This week, brands and retailers made a series of grim announcements as lingering hopes for a V-shaped recovery from the Covid-19 crisis evaporated.
A Louis Vuitton store on Fifth Avenue on June 22, 2020 in New York City | Source: Getty Images
  • Vikram Alexei Kansara

As flagships reopen and fashion shows are scheduled for September, it's easy to believe the industry is re-emerging from the Covid-19 crisis.

“We all want this to be over. We all want to get on with our lives. But the hard reality is this is not even close to being over,” said the Director-General of the World Health Organization, Tedros Adhanom Ghebreyesus at a press conference earlier this week, as the number of coronavirus infections recorded worldwide surpassed 10 million. “Although many countries have made some progress, the pandemic is actually speeding up,” he warned.

In the US, still the world’s largest consumer nation, where the government has mismanaged the pandemic, the situation is particularly dire. Facing a record rise in new cases, the country’s top infectious disease expert Anthony Fauci said the effort to contain Covid-19 was “going in the wrong direction” and many American cities, states and businesses are reversing course on reopening, threatening what was already shaping up to be a fragile economic recovery.

This stark reality is sinking in with the country’s fashion industry, which is moving ahead with a second wave of cuts, having suffered severely from months-long store closures and a precipitous drop in consumer demand for non-essential goods.

On Tuesday, the Seattle Times reported thousands of job cuts at luxury department store Nordstrom, which was comfortably profitable before the crisis. The next day, Michael Kors owner Capri Holdings said it expected to see a 70 percent drop in first-quarter revenue. The company, which also owns Versace and Jimmy Choo, may permanently shutter up to 170 stores over the next two years and cut spending by $150 million in fiscal 2021.

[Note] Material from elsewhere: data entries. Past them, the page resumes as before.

//! `GET /_cluster/health` normalized into a `_cat/health`-style summary.

use serde::{Deserialize, Serialize};
use serde_json::Value;

use crate::json::{ABSENT, display_string, format_decimal, read_f64, read_i64};

/// Sentinel Elasticsearch uses for "no task is waiting".
const NO_TASK_WAITING_MILLIS: i64 = -1;

#[derive(Debug, Clone, Copy, PartialEq, Eq, Serialize, Deserialize)]
#[serde(rename_all = "lowercase")]
pub enum HealthStatus {
    Green,
    Yellow,
    Red,
    Unknown,
}

impl HealthStatus {
    pub fn parse(raw: &str) -> Self {
        match raw.trim().to_ascii_lowercase().as_str() {
            "green" => HealthStatus::Green,
            "yellow" => HealthStatus::Yellow,
            "red" => HealthStatus::Red,
            _ => HealthStatus::Unknown,
        }
    }

    pub fn as_str(self) -> &'static str {
        match self {
            HealthStatus::Green => "green",
            HealthStatus::Yellow => "yellow",
            HealthStatus::Red => "red",
            HealthStatus::Unknown => "unknown",
        }
    }

    /// Status of a document's top-level `status` field, `None` when absent.
    pub fn from_document(doc: &Value) -> Option<Self> {
        doc.get("status").and_then(Value::as_str).map(Self::parse)
    }
}

/// Cluster health rendered as display strings. Every field that the source
/// omits renders as [`ABSENT`].
#[derive(Debug, Clone, PartialEq, Eq, Serialize)]
pub struct ClusterHealthSummary {
    pub epoch: String,
    pub timestamp: String,
    pub cluster: String,
    pub status: String,
    #[serde(rename = "node.total")]
    pub node_total: String,
    #[serde(rename = "node.data")]
    pub node_data: String,
    pub shards: String,
    pub pri: String,
    pub relo: String,
    pub init: String,
    pub unassign: String,
    /// The health endpoint has no separate unassigned-primary figure, so this
    /// mirrors `unassign`.
    #[serde(rename = "unassign.pri")]
    pub unassign_pri: String,
    pub pending_tasks: String,
    pub max_task_wait_time: String,
    pub active_shards_percent: String,
}

pub fn normalize_health(doc: &Value) -> ClusterHealthSummary {
    let field = |key: &str| display_string(doc.get(key));
    let unassigned = field("unassigned_shards");

    ClusterHealthSummary {
        epoch: ABSENT.to_string(),
        timestamp: ABSENT.to_string(),
        cluster: field("cluster_name"),
        status: HealthStatus::from_document(doc)
            .map(|status| status.as_str().to_string())
            .unwrap_or_else(|| ABSENT.to_string()),
        node_total: field("number_of_nodes"),
        node_data: field("number_of_data_nodes"),
        shards: field("active_shards"),
        pri: field("active_primary_shards"),
        relo: field("relocating_shards"),
        init: field("initializing_shards"),
        unassign_pri: unassigned.clone(),
        unassign: unassigned,
        pending_tasks: field("number_of_pending_tasks"),
        max_task_wait_time: max_task_wait_time(doc.get("task_max_waiting_in_queue_millis")),
        active_shards_percent: active_shards_percent(doc.get("active_shards_percent_as_number")),
    }
}

fn max_task_wait_time(raw: Option<&Value>) -> String {
    match read_i64(raw) {
        Some(NO_TASK_WAITING_MILLIS) => ABSENT.to_string(),
        Some(millis) => millis.to_string(),
        None => display_string(raw),
    }
}

fn active_shards_percent(raw: Option<&Value>) -> String {
    let value = read_f64(raw)
        .map(format_decimal)
        .unwrap_or_else(|| ABSENT.to_string());
    format!("{value}%")
}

Also on Wednesday, the nation’s largest department store Macy’s reported a 45 percent decline in first-quarter sales, while net quarterly losses soared to $3.6 billion. The move came about a week after the company said it would cut 3,900 corporate jobs in a bid to save cash.

In the UK, the economic picture is also grim. Next month, the government will start winding down the furlough programmes which pay millions of workers up to 80 percent of their wages, presenting employers with tough choices. This week, department store Harrods said it would cut 14 percent of its 4,800-person workforce, or 672 jobs, while Arcadia Group, which owns Topshop, said it would shed about one-fifth of its head office staff, or about 500 jobs.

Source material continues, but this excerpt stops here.